Material provided:
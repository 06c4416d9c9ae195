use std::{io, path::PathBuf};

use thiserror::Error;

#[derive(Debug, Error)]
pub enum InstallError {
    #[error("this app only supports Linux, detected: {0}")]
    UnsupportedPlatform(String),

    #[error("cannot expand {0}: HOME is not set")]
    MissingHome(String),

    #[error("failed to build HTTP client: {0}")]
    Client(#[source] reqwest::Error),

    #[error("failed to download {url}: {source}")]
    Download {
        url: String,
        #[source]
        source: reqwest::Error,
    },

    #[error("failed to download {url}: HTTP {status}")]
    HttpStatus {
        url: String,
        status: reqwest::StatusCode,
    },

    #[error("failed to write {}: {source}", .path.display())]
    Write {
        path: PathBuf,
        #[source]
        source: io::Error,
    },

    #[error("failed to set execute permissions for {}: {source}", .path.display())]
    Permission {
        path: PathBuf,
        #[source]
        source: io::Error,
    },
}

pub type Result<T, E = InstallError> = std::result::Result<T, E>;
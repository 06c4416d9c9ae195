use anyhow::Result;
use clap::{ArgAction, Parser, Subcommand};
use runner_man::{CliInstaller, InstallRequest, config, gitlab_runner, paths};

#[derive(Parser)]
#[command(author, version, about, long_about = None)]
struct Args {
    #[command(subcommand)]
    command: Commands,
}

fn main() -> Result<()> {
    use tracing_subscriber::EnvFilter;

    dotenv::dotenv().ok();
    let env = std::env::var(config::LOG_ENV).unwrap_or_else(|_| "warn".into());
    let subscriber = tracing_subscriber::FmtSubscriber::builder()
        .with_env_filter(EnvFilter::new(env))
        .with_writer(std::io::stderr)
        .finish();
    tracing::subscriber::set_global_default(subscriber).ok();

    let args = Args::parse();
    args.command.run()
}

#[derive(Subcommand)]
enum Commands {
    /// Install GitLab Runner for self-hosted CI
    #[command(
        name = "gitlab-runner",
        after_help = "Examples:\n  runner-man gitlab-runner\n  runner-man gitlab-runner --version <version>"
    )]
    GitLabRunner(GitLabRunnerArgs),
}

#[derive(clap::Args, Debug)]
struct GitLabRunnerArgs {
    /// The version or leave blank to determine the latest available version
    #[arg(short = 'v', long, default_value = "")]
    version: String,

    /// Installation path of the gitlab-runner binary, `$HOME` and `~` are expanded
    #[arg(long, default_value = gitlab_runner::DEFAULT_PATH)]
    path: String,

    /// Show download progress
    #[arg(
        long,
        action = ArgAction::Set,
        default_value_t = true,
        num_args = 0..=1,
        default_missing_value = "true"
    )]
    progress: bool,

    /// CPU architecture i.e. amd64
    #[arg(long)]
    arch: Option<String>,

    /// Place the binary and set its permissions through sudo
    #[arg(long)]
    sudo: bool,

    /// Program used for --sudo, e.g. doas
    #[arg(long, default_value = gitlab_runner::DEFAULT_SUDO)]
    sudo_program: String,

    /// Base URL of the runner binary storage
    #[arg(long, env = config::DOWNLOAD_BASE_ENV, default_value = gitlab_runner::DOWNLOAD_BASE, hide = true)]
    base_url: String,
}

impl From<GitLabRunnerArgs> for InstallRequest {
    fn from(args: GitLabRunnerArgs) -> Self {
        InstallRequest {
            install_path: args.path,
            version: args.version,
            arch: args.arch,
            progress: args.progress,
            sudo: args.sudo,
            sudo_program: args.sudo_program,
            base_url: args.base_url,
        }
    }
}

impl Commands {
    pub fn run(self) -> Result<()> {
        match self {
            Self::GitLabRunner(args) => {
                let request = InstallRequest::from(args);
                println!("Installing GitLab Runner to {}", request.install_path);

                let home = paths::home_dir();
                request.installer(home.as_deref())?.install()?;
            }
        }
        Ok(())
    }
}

Problem statement: Write down how many lines of the data above carry the word "GitLabRunnerArgs". Nothing else belongs in the answer.

Response area: 4